- PROMPT
For the entries below, report every line that includes the word "CapabilityParams".

━━━

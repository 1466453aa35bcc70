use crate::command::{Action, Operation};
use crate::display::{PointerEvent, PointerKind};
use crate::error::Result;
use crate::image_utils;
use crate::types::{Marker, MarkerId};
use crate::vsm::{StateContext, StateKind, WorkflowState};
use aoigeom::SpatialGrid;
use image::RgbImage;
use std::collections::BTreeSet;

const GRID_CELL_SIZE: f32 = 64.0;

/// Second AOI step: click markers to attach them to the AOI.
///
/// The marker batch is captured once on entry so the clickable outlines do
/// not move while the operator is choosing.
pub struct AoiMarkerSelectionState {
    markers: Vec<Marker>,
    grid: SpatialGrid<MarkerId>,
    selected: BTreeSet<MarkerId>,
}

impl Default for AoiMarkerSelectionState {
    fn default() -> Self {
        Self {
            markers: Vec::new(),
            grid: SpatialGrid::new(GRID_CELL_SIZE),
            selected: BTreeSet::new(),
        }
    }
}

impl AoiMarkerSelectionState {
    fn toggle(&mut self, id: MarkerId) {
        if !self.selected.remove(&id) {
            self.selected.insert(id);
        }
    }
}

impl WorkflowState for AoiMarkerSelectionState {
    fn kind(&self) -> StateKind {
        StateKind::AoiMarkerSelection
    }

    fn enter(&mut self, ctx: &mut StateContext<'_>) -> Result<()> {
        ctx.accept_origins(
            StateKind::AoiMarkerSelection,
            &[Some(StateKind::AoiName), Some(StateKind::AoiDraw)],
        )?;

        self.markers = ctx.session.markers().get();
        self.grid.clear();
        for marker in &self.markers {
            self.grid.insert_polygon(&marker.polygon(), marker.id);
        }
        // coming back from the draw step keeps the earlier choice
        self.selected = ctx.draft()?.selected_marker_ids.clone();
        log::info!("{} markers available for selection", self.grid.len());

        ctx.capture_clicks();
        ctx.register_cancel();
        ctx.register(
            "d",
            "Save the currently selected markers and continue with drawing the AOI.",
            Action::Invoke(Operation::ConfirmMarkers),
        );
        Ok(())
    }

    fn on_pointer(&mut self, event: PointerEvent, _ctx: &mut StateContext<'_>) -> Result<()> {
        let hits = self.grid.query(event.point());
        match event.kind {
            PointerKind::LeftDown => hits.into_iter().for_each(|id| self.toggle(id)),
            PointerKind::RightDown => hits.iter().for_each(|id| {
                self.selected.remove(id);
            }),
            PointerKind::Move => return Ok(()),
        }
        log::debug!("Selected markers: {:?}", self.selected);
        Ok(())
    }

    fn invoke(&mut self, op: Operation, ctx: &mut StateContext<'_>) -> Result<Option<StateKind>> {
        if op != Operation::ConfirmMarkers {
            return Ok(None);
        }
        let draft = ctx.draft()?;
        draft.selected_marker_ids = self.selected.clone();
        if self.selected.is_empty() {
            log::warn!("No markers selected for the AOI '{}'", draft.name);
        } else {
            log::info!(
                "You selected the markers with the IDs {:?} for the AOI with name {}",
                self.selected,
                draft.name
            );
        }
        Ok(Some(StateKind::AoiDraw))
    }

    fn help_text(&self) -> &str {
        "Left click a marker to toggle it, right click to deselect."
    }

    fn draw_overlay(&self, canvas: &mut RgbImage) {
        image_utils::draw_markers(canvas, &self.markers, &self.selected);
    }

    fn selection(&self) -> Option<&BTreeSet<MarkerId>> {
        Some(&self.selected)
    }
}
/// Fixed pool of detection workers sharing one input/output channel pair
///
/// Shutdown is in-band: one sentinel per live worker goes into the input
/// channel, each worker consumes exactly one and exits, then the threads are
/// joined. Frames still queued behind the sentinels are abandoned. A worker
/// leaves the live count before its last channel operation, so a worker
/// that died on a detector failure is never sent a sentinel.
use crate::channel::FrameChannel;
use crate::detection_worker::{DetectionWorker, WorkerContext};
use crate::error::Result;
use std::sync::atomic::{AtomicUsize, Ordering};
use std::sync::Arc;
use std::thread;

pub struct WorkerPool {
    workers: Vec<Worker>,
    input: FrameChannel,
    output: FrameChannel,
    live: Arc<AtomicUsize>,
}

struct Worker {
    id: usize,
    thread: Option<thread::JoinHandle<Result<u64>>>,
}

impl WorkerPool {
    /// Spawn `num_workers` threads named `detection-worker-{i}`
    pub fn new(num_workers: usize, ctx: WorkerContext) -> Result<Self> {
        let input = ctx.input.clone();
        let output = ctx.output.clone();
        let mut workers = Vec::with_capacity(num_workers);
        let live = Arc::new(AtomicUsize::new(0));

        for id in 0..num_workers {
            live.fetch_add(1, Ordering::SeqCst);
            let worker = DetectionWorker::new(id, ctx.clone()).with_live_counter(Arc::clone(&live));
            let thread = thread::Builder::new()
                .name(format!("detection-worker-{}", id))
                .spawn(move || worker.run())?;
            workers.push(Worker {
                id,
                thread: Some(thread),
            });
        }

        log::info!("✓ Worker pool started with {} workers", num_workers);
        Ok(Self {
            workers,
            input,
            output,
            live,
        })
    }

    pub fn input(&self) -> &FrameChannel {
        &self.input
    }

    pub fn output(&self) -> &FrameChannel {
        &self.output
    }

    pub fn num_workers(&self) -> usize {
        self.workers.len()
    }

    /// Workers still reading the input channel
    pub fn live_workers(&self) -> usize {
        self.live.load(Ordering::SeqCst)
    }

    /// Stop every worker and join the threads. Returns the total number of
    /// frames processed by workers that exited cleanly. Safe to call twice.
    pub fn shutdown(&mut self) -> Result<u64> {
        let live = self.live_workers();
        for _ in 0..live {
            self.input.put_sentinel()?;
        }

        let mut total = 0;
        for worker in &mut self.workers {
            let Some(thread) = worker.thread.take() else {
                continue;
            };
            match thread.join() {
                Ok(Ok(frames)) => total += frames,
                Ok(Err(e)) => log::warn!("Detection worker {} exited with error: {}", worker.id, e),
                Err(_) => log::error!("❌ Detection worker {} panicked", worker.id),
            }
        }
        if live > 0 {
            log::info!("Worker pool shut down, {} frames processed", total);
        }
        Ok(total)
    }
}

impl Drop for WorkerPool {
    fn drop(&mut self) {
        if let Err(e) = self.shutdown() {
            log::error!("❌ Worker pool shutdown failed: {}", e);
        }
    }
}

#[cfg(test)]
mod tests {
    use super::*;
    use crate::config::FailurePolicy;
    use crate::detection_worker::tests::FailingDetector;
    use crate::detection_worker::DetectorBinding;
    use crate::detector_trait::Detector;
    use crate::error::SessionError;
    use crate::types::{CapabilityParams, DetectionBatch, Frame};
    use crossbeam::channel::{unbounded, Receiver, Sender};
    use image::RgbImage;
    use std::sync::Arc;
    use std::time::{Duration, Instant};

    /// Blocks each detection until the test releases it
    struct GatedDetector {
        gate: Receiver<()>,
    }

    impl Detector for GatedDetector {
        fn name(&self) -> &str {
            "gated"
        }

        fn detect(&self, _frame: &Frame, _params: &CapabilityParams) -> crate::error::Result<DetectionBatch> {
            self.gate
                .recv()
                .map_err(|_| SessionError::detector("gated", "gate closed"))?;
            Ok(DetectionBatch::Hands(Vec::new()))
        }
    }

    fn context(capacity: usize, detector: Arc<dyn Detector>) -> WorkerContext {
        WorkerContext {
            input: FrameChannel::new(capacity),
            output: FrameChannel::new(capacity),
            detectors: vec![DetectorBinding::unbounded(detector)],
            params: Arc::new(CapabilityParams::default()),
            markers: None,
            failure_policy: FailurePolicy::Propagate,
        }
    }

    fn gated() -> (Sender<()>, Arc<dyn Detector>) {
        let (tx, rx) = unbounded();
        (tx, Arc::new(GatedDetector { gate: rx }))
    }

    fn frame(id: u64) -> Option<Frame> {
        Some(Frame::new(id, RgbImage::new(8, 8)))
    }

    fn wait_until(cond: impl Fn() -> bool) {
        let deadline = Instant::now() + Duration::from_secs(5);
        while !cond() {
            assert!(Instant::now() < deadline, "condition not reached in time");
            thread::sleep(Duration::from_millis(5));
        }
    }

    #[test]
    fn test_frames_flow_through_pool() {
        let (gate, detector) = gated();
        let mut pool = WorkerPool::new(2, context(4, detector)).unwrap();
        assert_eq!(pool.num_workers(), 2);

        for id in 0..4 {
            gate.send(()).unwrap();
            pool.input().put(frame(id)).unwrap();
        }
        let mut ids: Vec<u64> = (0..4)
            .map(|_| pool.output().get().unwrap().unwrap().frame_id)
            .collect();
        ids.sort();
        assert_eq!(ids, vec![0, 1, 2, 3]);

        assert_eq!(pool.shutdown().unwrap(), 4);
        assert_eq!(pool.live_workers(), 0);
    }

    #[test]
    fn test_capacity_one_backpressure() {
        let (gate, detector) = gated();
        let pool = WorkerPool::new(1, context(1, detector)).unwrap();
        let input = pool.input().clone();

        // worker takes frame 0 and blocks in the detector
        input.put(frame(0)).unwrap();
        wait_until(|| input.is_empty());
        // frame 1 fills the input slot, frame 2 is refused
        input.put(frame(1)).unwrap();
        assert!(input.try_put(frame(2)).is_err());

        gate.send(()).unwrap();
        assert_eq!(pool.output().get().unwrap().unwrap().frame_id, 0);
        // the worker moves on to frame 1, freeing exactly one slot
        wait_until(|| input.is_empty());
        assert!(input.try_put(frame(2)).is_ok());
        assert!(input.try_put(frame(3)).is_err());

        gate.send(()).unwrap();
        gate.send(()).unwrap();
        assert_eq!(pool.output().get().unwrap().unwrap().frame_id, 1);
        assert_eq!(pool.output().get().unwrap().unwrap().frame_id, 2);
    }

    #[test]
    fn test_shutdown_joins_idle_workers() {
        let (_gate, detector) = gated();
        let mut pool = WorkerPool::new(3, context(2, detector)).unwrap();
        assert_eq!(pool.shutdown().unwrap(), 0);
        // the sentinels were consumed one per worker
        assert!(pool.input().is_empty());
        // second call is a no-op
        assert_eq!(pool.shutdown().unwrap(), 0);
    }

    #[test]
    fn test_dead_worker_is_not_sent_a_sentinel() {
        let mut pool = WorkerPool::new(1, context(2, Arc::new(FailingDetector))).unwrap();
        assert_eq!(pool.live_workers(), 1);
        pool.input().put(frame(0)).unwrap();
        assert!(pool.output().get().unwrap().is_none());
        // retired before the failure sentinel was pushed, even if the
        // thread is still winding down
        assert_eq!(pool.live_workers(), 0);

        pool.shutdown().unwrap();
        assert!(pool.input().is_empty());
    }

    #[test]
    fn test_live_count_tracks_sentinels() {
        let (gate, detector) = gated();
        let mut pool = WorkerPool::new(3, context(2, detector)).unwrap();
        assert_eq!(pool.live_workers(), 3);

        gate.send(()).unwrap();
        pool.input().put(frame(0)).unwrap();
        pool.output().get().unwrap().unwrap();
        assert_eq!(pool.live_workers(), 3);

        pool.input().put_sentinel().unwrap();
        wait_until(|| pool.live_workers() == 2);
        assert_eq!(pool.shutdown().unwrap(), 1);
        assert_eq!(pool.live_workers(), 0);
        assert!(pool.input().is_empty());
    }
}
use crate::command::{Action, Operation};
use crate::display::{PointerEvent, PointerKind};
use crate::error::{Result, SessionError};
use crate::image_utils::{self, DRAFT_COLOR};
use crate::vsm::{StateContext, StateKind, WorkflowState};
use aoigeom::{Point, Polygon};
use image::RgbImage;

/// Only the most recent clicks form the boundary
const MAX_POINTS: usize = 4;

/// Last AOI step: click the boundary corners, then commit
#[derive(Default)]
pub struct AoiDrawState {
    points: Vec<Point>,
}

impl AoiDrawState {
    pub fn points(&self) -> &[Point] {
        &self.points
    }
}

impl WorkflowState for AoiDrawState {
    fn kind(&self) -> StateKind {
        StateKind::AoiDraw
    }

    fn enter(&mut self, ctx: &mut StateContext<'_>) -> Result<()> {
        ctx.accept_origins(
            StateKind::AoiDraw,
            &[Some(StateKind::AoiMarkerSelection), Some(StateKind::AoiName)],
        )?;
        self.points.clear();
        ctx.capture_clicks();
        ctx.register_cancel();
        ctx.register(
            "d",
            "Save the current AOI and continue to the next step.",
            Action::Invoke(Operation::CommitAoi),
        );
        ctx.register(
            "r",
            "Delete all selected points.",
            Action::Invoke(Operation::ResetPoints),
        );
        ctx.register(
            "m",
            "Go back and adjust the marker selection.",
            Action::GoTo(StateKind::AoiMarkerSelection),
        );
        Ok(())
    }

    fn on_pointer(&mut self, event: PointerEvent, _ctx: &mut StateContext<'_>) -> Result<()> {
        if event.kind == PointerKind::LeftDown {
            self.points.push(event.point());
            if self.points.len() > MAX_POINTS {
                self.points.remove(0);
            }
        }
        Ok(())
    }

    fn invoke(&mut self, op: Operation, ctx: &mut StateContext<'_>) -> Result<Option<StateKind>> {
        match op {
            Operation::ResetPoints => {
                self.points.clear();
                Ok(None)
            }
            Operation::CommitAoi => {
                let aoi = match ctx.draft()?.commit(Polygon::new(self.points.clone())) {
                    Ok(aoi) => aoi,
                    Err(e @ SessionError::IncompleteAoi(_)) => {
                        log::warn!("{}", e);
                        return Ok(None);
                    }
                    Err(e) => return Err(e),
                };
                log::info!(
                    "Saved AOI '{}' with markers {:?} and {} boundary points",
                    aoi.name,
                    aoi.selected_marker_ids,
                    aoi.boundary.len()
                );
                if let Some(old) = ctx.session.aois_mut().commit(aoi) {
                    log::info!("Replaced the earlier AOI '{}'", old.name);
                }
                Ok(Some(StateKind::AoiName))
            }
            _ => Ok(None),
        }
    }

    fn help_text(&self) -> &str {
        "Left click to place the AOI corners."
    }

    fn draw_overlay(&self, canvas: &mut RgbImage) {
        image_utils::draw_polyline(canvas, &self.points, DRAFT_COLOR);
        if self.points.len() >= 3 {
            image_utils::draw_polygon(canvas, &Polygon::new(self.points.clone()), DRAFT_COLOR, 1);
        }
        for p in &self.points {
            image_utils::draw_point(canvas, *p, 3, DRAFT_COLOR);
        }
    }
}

━━━

- TASK ANSWER
    use crate::types::{CapabilityParams, DetectionBatch, Frame};
        fn detect(&self, _frame: &Frame, _params: &CapabilityParams) -> crate::error::Result<DetectionBatch> {
            params: Arc::new(CapabilityParams::default()),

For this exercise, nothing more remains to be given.